Is Solar Worth It If You Can’t Offset Your Entire Electric Bill?
While it’s ideal to eliminate your entire electricity bill with solar panels, this isn’t always possible, especially in areas with less favorable net metering policies or limited system size. However, even partial coverage of your electricity needs can lead to significant savings over time.
When you install solar panels, you effectively lock in your electricity rate for 25+ years (the typical lifespan of solar panels). This protects you from rising energy costs and ensures long-term savings. Even if solar only covers part of your energy consumption, it can still reduce your bills and provide thousands of dollars in savings, especially in areas with high electricity rates.
Note: Electricity costs vary widely across the U.S. Regions like the Northeast and California face higher energy rates, while the Pacific Northwest and the South tend to have lower costs.
How to Estimate Your Solar Savings
Calculate Total Costs
Determine the cost of the solar system and installation required to meet your energy needs.
Apply Incentives
Subtract Federal Tax Credit and any state or local incentives from the total cost.
Assess Your Power Bill
Analyze your household’s annual electricity expenses.
Estimate Savings
Determine how much of your electricity bill will be offset by your solar system’s efficiency and sunlight exposure.
Find the Break-Even Point
Divide the adjusted cost of your solar system by your estimated annual savings to determine how many years it will take to break even.
Tips to Maximize Solar Energy Savings

Optimize Panel Placement
Ensure panels are positioned to maximize sun exposure and avoid shading from nearby structures or trees.

Invest in Quality Equipment
High-efficiency panels and inverters can significantly boost energy production and long-term savings.
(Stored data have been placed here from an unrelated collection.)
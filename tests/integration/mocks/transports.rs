use async_trait::async_trait;
use mockall::mock;
use serde_json::{json, Value};
use std::{
	collections::HashMap,
	sync::{Arc, Mutex},
};

use chain_gateway::{
	models::Node,
	services::blockchain::{JsonRpcVersion, NodeTransport, TransportError},
	utils::{parse_hex_quantity, to_hex_quantity},
};

// Mock implementation of a node transport.
// Used to script single JSON-RPC exchanges and check the requests sent.
mock! {
	pub NodeTransport {}

	#[async_trait]
	impl NodeTransport for NodeTransport {
		fn version(&self) -> JsonRpcVersion;

		async fn send_raw_request(
			&self,
			node: &Node,
			id: Value,
			method: &str,
			params: Value,
		) -> Result<Value, TransportError>;
	}
}

/// Hash used for the block at `height` on the in-memory chains
pub fn bitcoin_hash(height: u64) -> String {
	format!("{:064x}", height + 0xb00)
}

pub fn ethereum_hash(height: u64) -> String {
	format!("0x{:064x}", height + 0xe00)
}

#[derive(Default)]
struct ChainState {
	/// Blocks by hash
	blocks: HashMap<String, Value>,
	/// Canonical hash by height
	heights: HashMap<u64, String>,
	transactions: HashMap<String, Value>,
	tip: u64,
	calls: Vec<String>,
	/// Nodes that refuse every request
	offline: Vec<String>,
}

/// A node pool serving one in-memory chain.
///
/// Answers the Bitcoin-family methods for [`JsonRpcVersion::V1`] and the
/// Ethereum methods for [`JsonRpcVersion::V2`]. Every node sees the same chain
/// unless it is taken offline.
#[derive(Clone)]
pub struct InMemoryChainTransport {
	version: JsonRpcVersion,
	state: Arc<Mutex<ChainState>>,
}

impl InMemoryChainTransport {
	/// Chain with blocks `0..=tip`
	pub fn bitcoin(tip: u64) -> Self {
		let transport = Self {
			version: JsonRpcVersion::V1,
			state: Arc::new(Mutex::new(ChainState::default())),
		};
		for height in 0..=tip {
			transport.push_block(height);
		}
		transport
	}

	pub fn ethereum(tip: u64) -> Self {
		let transport = Self {
			version: JsonRpcVersion::V2,
			state: Arc::new(Mutex::new(ChainState::default())),
		};
		for height in 0..=tip {
			transport.push_block(height);
		}
		transport
	}

	fn hash(&self, height: u64) -> String {
		match self.version {
			JsonRpcVersion::V1 => bitcoin_hash(height),
			JsonRpcVersion::V2 => ethereum_hash(height),
		}
	}

	/// Appends the block at `height` to the canonical chain
	pub fn push_block(&self, height: u64) {
		let hash = self.hash(height);
		let block = match self.version {
			JsonRpcVersion::V1 => {
				let mut block = json!({
					"hash": hash,
					"height": height,
					"confirmations": 1,
					"tx": [format!("tx-{}", height)],
				});
				if height > 0 {
					block["previousblockhash"] = json!(self.hash(height - 1));
				}
				block
			}
			JsonRpcVersion::V2 => {
				let parent = if height > 0 {
					self.hash(height - 1)
				} else {
					format!("0x{:064x}", 0)
				};
				json!({
					"hash": hash,
					"number": to_hex_quantity(height),
					"parentHash": parent,
					"transactions": [],
				})
			}
		};

		let mut state = self.state.lock().unwrap();
		if self.version == JsonRpcVersion::V1 && height > 0 {
			let previous = self.hash(height - 1);
			if let Some(previous) = state.blocks.get_mut(&previous) {
				previous["nextblockhash"] = json!(hash);
			}
		}
		state.blocks.insert(hash.clone(), block);
		state.heights.insert(height, hash);
		state.tip = state.tip.max(height);
	}

	/// Makes the block at `height` unknown to every node
	pub fn remove_block(&self, height: u64) {
		let hash = self.hash(height);
		let mut state = self.state.lock().unwrap();
		state.blocks.remove(&hash);
	}

	pub fn add_transaction(&self, hash: &str, payload: Value) {
		self.state
			.lock()
			.unwrap()
			.transactions
			.insert(hash.to_string(), payload);
	}

	pub fn set_offline(&self, node_name: &str) {
		self.state
			.lock()
			.unwrap()
			.offline
			.push(node_name.to_string());
	}

	/// Methods received so far, in order
	pub fn calls(&self) -> Vec<String> {
		self.state.lock().unwrap().calls.clone()
	}

	pub fn call_count(&self, method: &str) -> usize {
		self.calls().iter().filter(|m| m.as_str() == method).count()
	}

	fn block_or_error(state: &ChainState, hash: &str) -> Result<Value, TransportError> {
		state
			.blocks
			.get(hash)
			.cloned()
			.ok_or_else(|| TransportError::rpc(-5, "Block not found", None))
	}

	fn answer_v1(state: &ChainState, method: &str, params: &Value) -> Result<Value, TransportError> {
		match method {
			"getblockcount" => Ok(json!(state.tip)),
			"getbestblockhash" => Ok(json!(state.heights[&state.tip])),
			"getblockhash" => {
				let height = params[0].as_u64().unwrap_or(u64::MAX);
				state
					.heights
					.get(&height)
					.map(|hash| json!(hash))
					.ok_or_else(|| TransportError::rpc(-8, "Block height out of range", None))
			}
			"getblock" => Self::block_or_error(state, params[0].as_str().unwrap_or_default()),
			"getrawtransaction" => state
				.transactions
				.get(params[0].as_str().unwrap_or_default())
				.cloned()
				.ok_or_else(|| {
					TransportError::rpc(-5, "No such mempool or blockchain transaction", None)
				}),
			"getblockchaininfo" => Ok(json!({
				"blocks": state.tip,
				"initialblockdownload": false,
				"warnings": "",
			})),
			"getpeerinfo" => Ok(json!([{"id": 0}, {"id": 1}])),
			_ => Err(TransportError::rpc(-32601, "Method not found", None)),
		}
	}

	fn answer_v2(state: &ChainState, method: &str, params: &Value) -> Result<Value, TransportError> {
		match method {
			"eth_blockNumber" => Ok(json!(to_hex_quantity(state.tip))),
			"eth_syncing" => Ok(json!(false)),
			"net_peerCount" => Ok(json!("0x3")),
			"eth_getBlockByNumber" => {
				let height = match params[0].as_str() {
					Some("latest") => Some(state.tip),
					Some(quantity) => parse_hex_quantity(quantity),
					None => None,
				};
				Ok(height
					.and_then(|height| state.heights.get(&height))
					.and_then(|hash| state.blocks.get(hash))
					.cloned()
					.unwrap_or(Value::Null))
			}
			"eth_getBlockByHash" => Ok(state
				.blocks
				.get(params[0].as_str().unwrap_or_default())
				.cloned()
				.unwrap_or(Value::Null)),
			"eth_getTransactionByHash" => Ok(state
				.transactions
				.get(params[0].as_str().unwrap_or_default())
				.cloned()
				.unwrap_or(Value::Null)),
			_ => Err(TransportError::rpc(-32601, "Method not found", None)),
		}
	}
}

#[async_trait]
impl NodeTransport for InMemoryChainTransport {
	fn version(&self) -> JsonRpcVersion {
		self.version
	}

	async fn send_raw_request(
		&self,
		node: &Node,
		_id: Value,
		method: &str,
		params: Value,
	) -> Result<Value, TransportError> {
		let mut state = self.state.lock().unwrap();
		state.calls.push(method.to_string());
		if state.offline.contains(&node.name) {
			return Err(TransportError::network(
				format!("node {} is offline", node.name),
				None,
				None,
			));
		}
		match self.version {
			JsonRpcVersion::V1 => Self::answer_v1(&state, method, &params),
			JsonRpcVersion::V2 => Self::answer_v2(&state, method, &params),
		}
	}
}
Take Advantage of Incentives
Research federal, state, and local incentives, including tax credits, rebates, and grants, to reduce upfront costs.

Utilize Net Metering
If available, net metering can help offset your bill by providing credits for excess energy.

Consider Energy Storage
Add a solar battery to store excess power for future use, reducing reliance on the grid.
Even if you can’t completely eliminate your electricity bill, installing solar panels can drastically reduce your energy costs and protect you from rising utility rates. By understanding solar production, net metering policies, and fixed charges, you’ll be better prepared to maximize your savings and make an informed decision about going solar.